Our guide left us no time to go inside the church. Instead, he took us into the center of the city, a small area of just a few blocks which extend westward from the church. As we turned westward from the cathedral, he noted (for our safety) an oddity I’ve not seen anywhere but Speyer: a city street routed through the plaza, marked only by regularly spaced concrete posts. It struck me simultaneously as beautifully quaint and dangerous.

Speyer cathedral throws a shadow on the historical building across the plaza from it. In the foreground runs a city street, marked by the posts visible in front of the building. I don’t remember if the lighter paving stones represent ‘sidewalk’ or not, but I think ‘not’ is the operative word. I believe the building pictured served at one time as quarters for the bishop, but now might be a private residence. Speyer, Germany, August 2025.

Our guided trip into town proved blessedly short, after which we broke free and wandered at will. We quickly encountered a beautiful Orthodox church…I think.

As far as we could get into this beautiful sanctuary—a locked glass door prevented entry but facilitated photography. Speyer, Germany, August 2025.

We struck off from the main street through the city center and found little plazas tucked behind several other buildings. One hid a strikingly designed school of drama, if I read the German correctly. The streets off of the main drag lived up to my fantasies of narrow, old, and quaint. A sign informed us that many of these buildings were associated with the Jewish community. Speyer and the nearby cities of Worms and Mainz have been recognized as UNESCO World Heritage Sites. Near the photo on the right (below) we passed an old synagogue.

Yes, they allow cars down this street. Note center-of-street gutter. Speyer, Germany, August 2025.
It’s true, all streets curved to the left! (Unless you turn around.) Speyer, Germany, August 2020.

Walking back toward the cathedral to meet up with our group for the walk back to our buses, we finally had time to enter the cathedral. We made a good decision to allow time for that.

Much older than other churches we encountered on our trip, Speyer’s looks much smaller in this photo than it is. This is due to the large supporting columns which frame this shot. Speyer Cathedral, August 2025.

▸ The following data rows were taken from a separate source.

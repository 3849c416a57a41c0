//! Weak and strong etags for served features.
//!
//! A weak etag fingerprints one row version (its `xmin`). A strong etag is the
//! client-facing token: the base64 form of
//! `"<collection>-<srid>-<format>-<weakVersion>"`. The HTTP layer may wrap it
//! in double quotes; decoding tolerates quotes both around the token and
//! around the decoded text.

use std::fmt;

use base64::{Engine as _, engine::general_purpose::STANDARD};
use serde::{Deserialize, Serialize};
use serde_json::{Map, Value};
use thiserror::Error;
use time::{OffsetDateTime, format_description::BorrowedFormatItem, macros::format_description};

const SEGMENT_SEPARATOR: char = '-';
const SEGMENT_COUNT: usize = 4;
const KEY_SEPARATOR: char = ':';

const HTTP_DATE: &[BorrowedFormatItem<'static>] = format_description!(
    "[weekday repr:short], [day] [month repr:short] [year] [hour]:[minute]:[second] GMT"
);

/// Decoded strong etag did not have the expected shape.
#[derive(Debug, Error, Clone, PartialEq, Eq)]
pub enum EtagError {
    #[error("malformed etag `{candidate}`: not valid base64")]
    InvalidBase64 { candidate: String },
    #[error("malformed etag `{candidate}`: expected 4 non-empty segments, found {found}")]
    SegmentCount { candidate: String, found: usize },
}

/// Server-side fingerprint of one feature row version.
#[derive(Debug, Clone, PartialEq, Serialize, Deserialize)]
pub struct WeakEtag {
    pub collection: String,
    pub feature_id: String,
    /// Row version marker (`xmin`).
    pub version: String,
    /// HTTP date the etag was produced at, used for `Last-Modified`.
    pub last_modified: String,
    #[serde(default, skip_serializing_if = "Option::is_none")]
    pub data: Option<Map<String, Value>>,
}

impl WeakEtag {
    pub fn new(
        collection: impl Into<String>,
        feature_id: impl Into<String>,
        version: impl Into<String>,
        last_modified: impl Into<String>,
    ) -> Self {
        Self {
            collection: collection.into(),
            feature_id: feature_id.into(),
            version: version.into(),
            last_modified: last_modified.into(),
            data: None,
        }
    }

    /// Weak etag known only by its version, as delete notifications describe rows.
    pub fn from_version(version: impl Into<String>) -> Self {
        Self::new("", "", version, "")
    }

    pub fn with_data(mut self, data: Map<String, Value>) -> Self {
        self.data = Some(data);
        self
    }

    /// Identity key: collection, feature id and version.
    pub fn cache_key(&self) -> String {
        format!(
            "{}{KEY_SEPARATOR}{}{KEY_SEPARATOR}{}",
            self.collection, self.feature_id, self.version
        )
    }

    /// Version-only key. Strong etag lookups and delete events resolve through it.
    pub fn alternate_cache_key(&self) -> String {
        self.version.clone()
    }

    /// Strong etag for one representation of this feature.
    pub fn strong_etag(&self, srid: impl fmt::Display, format: &str) -> StrongEtag {
        StrongEtag::encode(&self.collection, &srid.to_string(), format, &self.version)
    }
}

impl fmt::Display for WeakEtag {
    fn fmt(&self, f: &mut fmt::Formatter<'_>) -> fmt::Result {
        write!(f, "W/\"{}\"", self.version)
    }
}

/// Base64 wire token handed to clients in the `ETag` header.
#[derive(Debug, Clone, PartialEq, Eq, Hash)]
pub struct StrongEtag(String);

impl StrongEtag {
    pub fn encode(collection: &str, srid: &str, format: &str, weak_version: &str) -> Self {
        let raw = [collection, srid, format, weak_version].join("-");
        Self(STANDARD.encode(raw))
    }

    pub fn decode(candidate: &str) -> Result<DecodedEtag, EtagError> {
        let unquoted = strip_quotes(candidate);
        let bytes = STANDARD
            .decode(unquoted.as_bytes())
            .map_err(|_| EtagError::InvalidBase64 {
                candidate: candidate.to_string(),
            })?;
        let text = String::from_utf8(bytes).map_err(|_| EtagError::InvalidBase64 {
            candidate: candidate.to_string(),
        })?;
        let text = strip_quotes(&text);

        let segments: Vec<&str> = text.split(SEGMENT_SEPARATOR).collect();
        if segments.len() != SEGMENT_COUNT || segments.iter().any(|segment| segment.is_empty()) {
            return Err(EtagError::SegmentCount {
                candidate: candidate.to_string(),
                found: segments.len(),
            });
        }

        Ok(DecodedEtag {
            collection: segments[0].to_string(),
            srid: segments[1].to_string(),
            format: segments[2].to_string(),
            weak_version: segments[3].to_string(),
        })
    }

    pub fn as_str(&self) -> &str {
        &self.0
    }

    /// Quoted form for response headers.
    pub fn as_header_value(&self) -> String {
        format!("\"{}\"", self.0)
    }
}

impl fmt::Display for StrongEtag {
    fn fmt(&self, f: &mut fmt::Formatter<'_>) -> fmt::Result {
        f.write_str(&self.0)
    }
}

/// Segments recovered from a strong etag. Values are opaque strings.
#[derive(Debug, Clone, PartialEq, Eq)]
pub struct DecodedEtag {
    pub collection: String,
    pub srid: String,
    pub format: String,
    pub weak_version: String,
}

/// Current time as an IMF-fixdate (`Sun, 06 Nov 1994 08:49:37 GMT`).
pub fn http_date_now() -> String {
    format_http_date(OffsetDateTime::now_utc())
}

pub fn format_http_date(at: OffsetDateTime) -> String {
    at.to_offset(time::UtcOffset::UTC)
        .format(HTTP_DATE)
        .unwrap_or_default()
}

fn strip_quotes(value: &str) -> String {
    value.trim().replace('"', "")
}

Speyer’s cathedral offered a delightful blend of modern furnishings contrasting with the centuries old structure. The minimalist lines of its furnishings complement the austerity of the stonework. It had several altars. I surmised different ones get used depending on the size of the congregation at that particular service. Perhaps at least one stands there for historical reasons. The most modern one sits far forward. The candles flanking it, both those on stands and the votives to the side, were displayed on modern metalwork which evoke the baroque in a minimalist way. The bishop’s chair sat halfway back in the sanctuary (altar area), to the right in the photo below. The next photo gives a sense of the depth of the sanctuary/chancel.

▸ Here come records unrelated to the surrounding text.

use std::sync::{RwLock, RwLockReadGuard, RwLockWriteGuard};

use tracing::warn;

/// Acquire a read guard, recovering the data if a writer panicked.
pub(crate) fn rw_read<'a, T>(
    lock: &'a RwLock<T>,
    store: &'static str,
    op: &'static str,
) -> RwLockReadGuard<'a, T> {
    lock.read().unwrap_or_else(|poisoned| {
        warn!(
            op,
            store,
            lock_kind = "rwlock.read",
            result = "poisoned_recovered",
            "Recovered poisoned etag store lock; entries written by the panicking task may be partial"
        );
        poisoned.into_inner()
    })
}

pub(crate) fn rw_write<'a, T>(
    lock: &'a RwLock<T>,
    store: &'static str,
    op: &'static str,
) -> RwLockWriteGuard<'a, T> {
    lock.write().unwrap_or_else(|poisoned| {
        warn!(
            op,
            store,
            lock_kind = "rwlock.write",
            result = "poisoned_recovered",
            "Recovered poisoned etag store lock; entries written by the panicking task may be partial"
        );
        poisoned.into_inner()
    })
}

The first altar of the Speyer Cathedral. Note the organ in background. Speyer Cathedral, August 2025.
Bishop’s chair and back portion of the sanctuary. Speyer Cathedral, August 2025.
Detail of the suspended cross just rear of the “bishop’s altar” in the middle of the chancel. August 2025.

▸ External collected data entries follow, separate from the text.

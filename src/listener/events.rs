//! Messages published by the trigger function on `table_update`.

use std::fmt;

use serde::{Deserialize, Deserializer, Serialize};
use thiserror::Error;

/// Row operation that fired the trigger.
#[derive(Debug, Clone, Copy, PartialEq, Eq, Serialize, Deserialize)]
#[serde(rename_all = "UPPERCASE")]
pub enum ChangeAction {
    Insert,
    Update,
    Delete,
}

impl ChangeAction {
    pub fn as_str(self) -> &'static str {
        match self {
            Self::Insert => "INSERT",
            Self::Update => "UPDATE",
            Self::Delete => "DELETE",
        }
    }

    /// The previous row version leaves the cache.
    pub fn invalidates_previous(self) -> bool {
        matches!(self, Self::Update | Self::Delete)
    }

    /// The new row version enters the cache.
    pub fn caches_current(self) -> bool {
        matches!(self, Self::Insert | Self::Update)
    }
}

impl fmt::Display for ChangeAction {
    fn fmt(&self, f: &mut fmt::Formatter<'_>) -> fmt::Result {
        f.write_str(self.as_str())
    }
}

/// One chunk of a change notification.
#[derive(Debug, Clone, PartialEq, Eq, Serialize, Deserialize)]
pub struct EventNotification {
    /// Quoted, schema-qualified table id.
    pub id: String,
    pub schema: String,
    pub table: String,
    pub action: ChangeAction,
    #[serde(default, deserialize_with = "xid_opt")]
    pub old_xmin: Option<String>,
    #[serde(default, deserialize_with = "xid_opt")]
    pub new_xmin: Option<String>,
    /// Digest shared by every chunk of one message.
    pub md5: String,
    /// `<pageCount>:<pageIndex>:<chunk>`.
    pub raw_data: String,
}

impl EventNotification {
    pub fn parse(payload: &str) -> Result<Self, serde_json::Error> {
        serde_json::from_str(payload)
    }
}

/// `xid` values arrive as JSON strings, numbers are accepted too.
fn xid_opt<'de, D>(deserializer: D) -> Result<Option<String>, D::Error>
where
    D: Deserializer<'de>,
{
    #[derive(Deserialize)]
    #[serde(untagged)]
    enum Xid {
        Text(String),
        Number(u64),
    }

    Ok(Option::<Xid>::deserialize(deserializer)?.map(|xid| match xid {
        Xid::Text(text) => text,
        Xid::Number(number) => number.to_string(),
    }))
}

#[derive(Debug, Error, Clone, PartialEq, Eq)]
pub enum PageError {
    #[error("page header missing in `{0}`")]
    MissingHeader(String),
    #[error("page numbers must be decimal digits, got `{count}:{index}`")]
    NotNumeric { count: String, index: String },
    #[error("page {index} out of range 1..={count}")]
    OutOfRange { count: u32, index: u32 },
}

/// Parsed `raw_data` header plus its chunk text. Pages are numbered from 1.
#[derive(Debug, Clone, Copy, PartialEq, Eq)]
pub struct Page<'a> {
    pub count: u32,
    pub index: u32,
    pub chunk: &'a str,
}

impl<'a> Page<'a> {
    pub fn parse(raw: &'a str) -> Result<Self, PageError> {
        let mut parts = raw.splitn(3, ':');
        let (Some(count), Some(index), Some(chunk)) = (parts.next(), parts.next(), parts.next())
        else {
            return Err(PageError::MissingHeader(preview(raw)));
        };

        let numeric = |value: &str| !value.is_empty() && value.bytes().all(|b| b.is_ascii_digit());
        let (Some(count_n), Some(index_n)) = (
            numeric(count).then(|| count.parse::<u32>().ok()).flatten(),
            numeric(index).then(|| index.parse::<u32>().ok()).flatten(),
        ) else {
            return Err(PageError::NotNumeric {
                count: count.to_string(),
                index: index.to_string(),
            });
        };

        if count_n == 0 || index_n == 0 || index_n > count_n {
            return Err(PageError::OutOfRange {
                count: count_n,
                index: index_n,
            });
        }

        Ok(Self {
            count: count_n,
            index: index_n,
            chunk,
        })
    }

    pub fn is_last(&self) -> bool {
        self.index == self.count
    }

    pub fn is_single(&self) -> bool {
        self.count == 1
    }
}

fn preview(raw: &str) -> String {
    raw.chars().take(32).collect()
}

#[cfg(test)]
mod tests {
    use super::*;

    #[test]
    fn parses_trigger_payload() {
        let payload = r#"{
            "id": "public.mock_a",
            "schema": "public",
            "table": "mock_a",
            "action": "UPDATE",
            "old_xmin": "801",
            "new_xmin": 802,
            "md5": "5d41402abc4b2a76b9719d911017c592",
            "raw_data": "1:1:{\"id\":1}"
        }"#;
        let event = EventNotification::parse(payload).expect("payload");

        assert_eq!(event.action, ChangeAction::Update);
        assert_eq!(event.old_xmin.as_deref(), Some("801"));
        assert_eq!(event.new_xmin.as_deref(), Some("802"));
        let page = Page::parse(&event.raw_data).expect("page");
        assert!(page.is_single() && page.is_last());
        assert_eq!(page.chunk, r#"{"id":1}"#);
    }

    #[test]
    fn null_xmin_is_none() {
        let payload = r#"{"id":"public.t","schema":"public","table":"t","action":"INSERT",
            "old_xmin":null,"new_xmin":"9","md5":"x","raw_data":"1:1:{}"}"#;
        let event = EventNotification::parse(payload).expect("payload");
        assert_eq!(event.old_xmin, None);
    }

    #[test]
    fn unknown_action_is_rejected() {
        let payload = r#"{"id":"public.t","schema":"public","table":"t","action":"TRUNCATE",
            "old_xmin":null,"new_xmin":null,"md5":"x","raw_data":"1:1:{}"}"#;
        assert!(EventNotification::parse(payload).is_err());
    }

    #[test]
    fn chunk_keeps_embedded_colons() {
        let page = Page::parse("3:2:\"a\":\"b:c\"").expect("page");
        assert_eq!((page.count, page.index), (3, 2));
        assert_eq!(page.chunk, "\"a\":\"b:c\"");
        assert!(!page.is_last());
    }

    #[test]
    fn empty_chunk_is_allowed() {
        let page = Page::parse("2:2:").expect("page");
        assert!(page.is_last());
        assert_eq!(page.chunk, "");
    }

    #[test]
    fn malformed_headers_are_rejected() {
        assert!(matches!(
            Page::parse("no header"),
            Err(PageError::MissingHeader(_))
        ));
        assert!(matches!(
            Page::parse("a:1:{}"),
            Err(PageError::NotNumeric { .. })
        ));
        assert!(matches!(
            Page::parse("-1:1:{}"),
            Err(PageError::NotNumeric { .. })
        ));
        assert!(matches!(
            Page::parse("2:3:{}"),
            Err(PageError::OutOfRange { .. })
        ));
        assert!(matches!(
            Page::parse("0:0:{}"),
            Err(PageError::OutOfRange { .. })
        ));
    }

    #[test]
    fn action_predicates() {
        assert!(ChangeAction::Update.invalidates_previous());
        assert!(ChangeAction::Update.caches_current());
        assert!(!ChangeAction::Insert.invalidates_previous());
        assert!(!ChangeAction::Delete.caches_current());
    }
}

When looking at the photo above, you’ll remember the bishop’s chair is to the right of the first altar. In the lower right corner, note the raised floor. This is for the second altar. Light shone into the cathedral from many angles. At the top of the photo is the lowest tip of a suspended cross, caught in sunlight which casts a shadow on the back wall. See detail, left.

Our several tour groups boarded buses for a short trip to Worms where the good ship Hlin had tied up after getting a head start on the afternoon voyage to Rüdesheim. We couldn’t seem to take enough photos as the historical buildings glided past us. That evening we stayed aboard. Others had purchased one of two different dinner packages (one at a fort high atop an overlooking bluff).

From the starboard side, first you photograph the building on the right. Then you see the next one to the left…then its vineyards…then the little red stone building down by the railroad tracks which run along the Rhine. Then there’s another building…it never ends. And you’re sitting in the lounge where the next cool beverage is only steps away. August 2025.